The forcing test program is located in src/preprocessing/test_time_interp_ext. There is a csh version and a Perl version. Compilation

mkmf -m Makefile -p test_time_interp_ext.exe -t $TEMPLATE -c -Dtest_time_interp_external -x shared/{time_manager,fms,mpp,clocks,time_interp,axis_utils,platform,horiz_interp,constants,memutils} 

running csh version

namelist options:

filename='foo.nc'                      ! name of forcing file
fieldname='foo'                        ! name of variable in file
year0=[integer]                        ! initial year to start model calendar
month0=[integer]                       ! initial month to start model calendar
day0=[integer]                         ! initial day to start model calendar
days_inc=[integer]                     ! increment interval for model calendar
ntime=[integer]                        ! number of model "timesteps"
cal_type=['julian','noleap','360day']  ! model calendar

running perl version

test_time_interp_ext.pl -f 'foo.nc' -v 'foo' [--nt [int] --year0 [int] --month0 [int] --day0 [int] --inc_days [int] --cal_type [char]] 

Modifying the file metadata should hopefully prove straightforward. The NCO operators need to be installed on your platform. The utility ncatted is most useful for modifying or adding metadata. If for some reason, you are unable to install the NCO operators, you can use the NetCDF utilities ncgen and ncdump which come with the NetCDF package.

Common metadata problems

Can’t identify cartesian axis information: axis_utils_mod:get_axis_cart should return the cartesian information. If this fails, you will get a somewhat cryptic error message: file/fieldname could not recognize axis atts in time_interp_external. The best solution is to add the cartesian_axis attribute to the axes, e.g. ncatted -a cartesian_axis,axis_name,c,c,"X" foo.nc.

Calendar attribute does not exist: This is a required attribute. time_manager_mod:get_cal_time converts time units appropriate to the specified calendar to the model time representation. If the calendar attribute does not exist, an error message appears “get_cal_time: calendar attribute required. Check your dataset to make sure calendar attribute exists “ Use a ncatted command such as:

ncatted -a calendar,time_axis_name,c,c,"julian" foo.nc

Currently, the FMS time_manager does not support the Gregorian calendar. So, for instance if you have forcing data that are encoded using the Gregorian calendar which has an average year length of 365.2425 days compared with the Julian calendar with an average year length of 365.25 days, assuming Julian calendar encoding will result in a drift of 0.75 days/100 years. If your forcing times are referenced to an early date such as “0001-01-01” your times will drift by 15 days by the year 2000. Until the Gregorian calendar is implemented in the FMS code, the recommended solution is to change the reference date in the forcing dataset using an application such as Ferret.

Scalability of MOM code

Scalability of a complex model like MOM is the correlation between the number of processing elements (PE) and the run time. One would expect that run time decreases as the number of PEs increases. It is important, however, to note that there are a number of important factors that can affect scalability considerably. The reader is referred to the paper “A benchmark for the parallel code used in FMS and MOM4” Ocean Modelling, Volume 17, Issue 1, 2007, Pages 49-67, Martin Schmidt.

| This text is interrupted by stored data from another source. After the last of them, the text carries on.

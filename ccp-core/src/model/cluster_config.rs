use std::collections::BTreeMap;
use std::sync::Arc;

use super::BucketConfig;

/// An immutable snapshot mapping bucket name to its current configuration.
///
/// A new `ClusterConfig` is produced on every accepted change (spec.md §3);
/// existing snapshots are never mutated. Buckets unaffected by a change share
/// their `Arc<BucketConfig>` with the previous snapshot.
#[derive(Debug, Clone, Default)]
pub struct ClusterConfig {
    buckets: BTreeMap<String, Arc<BucketConfig>>,
}

impl ClusterConfig {
    pub fn empty() -> Self {
        Self::default()
    }

    pub fn has_bucket(&self, name: &str) -> bool {
        self.buckets.contains_key(name)
    }

    pub fn bucket_config(&self, name: &str) -> Option<&Arc<BucketConfig>> {
        self.buckets.get(name)
    }

    pub fn bucket_configs(&self) -> impl Iterator<Item = &Arc<BucketConfig>> {
        self.buckets.values()
    }

    pub fn len(&self) -> usize {
        self.buckets.len()
    }

    pub fn is_empty(&self) -> bool {
        self.buckets.is_empty()
    }

    /// Returns a new snapshot with `bucket` inserted/replaced under its own
    /// name. The receiver is left untouched; snapshots are values.
    pub fn with_bucket(&self, bucket: Arc<BucketConfig>) -> Self {
        let mut buckets = self.buckets.clone();
        buckets.insert(bucket.name().to_string(), bucket);
        Self { buckets }
    }
}

#[cfg(test)]
mod tests {
    use super::*;
    use crate::model::bucket::{CommonBucketConfig, EphemeralBucketConfig, VbucketMapPayload};

    fn bucket(name: &str, rev: u64) -> Arc<BucketConfig> {
        Arc::new(BucketConfig::Ephemeral(EphemeralBucketConfig {
            common: CommonBucketConfig {
                name: name.to_string(),
                uuid: None,
                rev: Some(rev),
                nodes: vec![],
                use_alternate_network: None,
            },
            vbucket_map: VbucketMapPayload::default(),
        }))
    }

    #[test]
    fn with_bucket_is_immutable() {
        let empty = ClusterConfig::empty();
        let updated = empty.with_bucket(bucket("default", 1));

        assert!(!empty.has_bucket("default"));
        assert!(updated.has_bucket("default"));
        assert_eq!(updated.bucket_config("default").unwrap().rev(), Some(1));
    }

    #[test]
    fn unrelated_buckets_survive_an_update() {
        let one = ClusterConfig::empty().with_bucket(bucket("a", 1));
        let two = one.with_bucket(bucket("b", 1));

        assert!(two.has_bucket("a"));
        assert!(two.has_bucket("b"));
        assert_eq!(two.len(), 2);
    }
}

MOM test cases are designed for testing the code integrity, they are not set for scalability study or “production” purpose. Changes should be made if one wants to study scalability of the code.

diag_step set the time steps at which numerical diagnostics (e.g., energy, tracer budgets) are computed. The user needs to set this value to be equal to the time step at the end of the experiment, so that only a single instance of the diagnostics is evaluated. For example, if time step is 1 hour and run length is 4 days, diag_step (or diag_freq in MOM4p0) should be set to 96.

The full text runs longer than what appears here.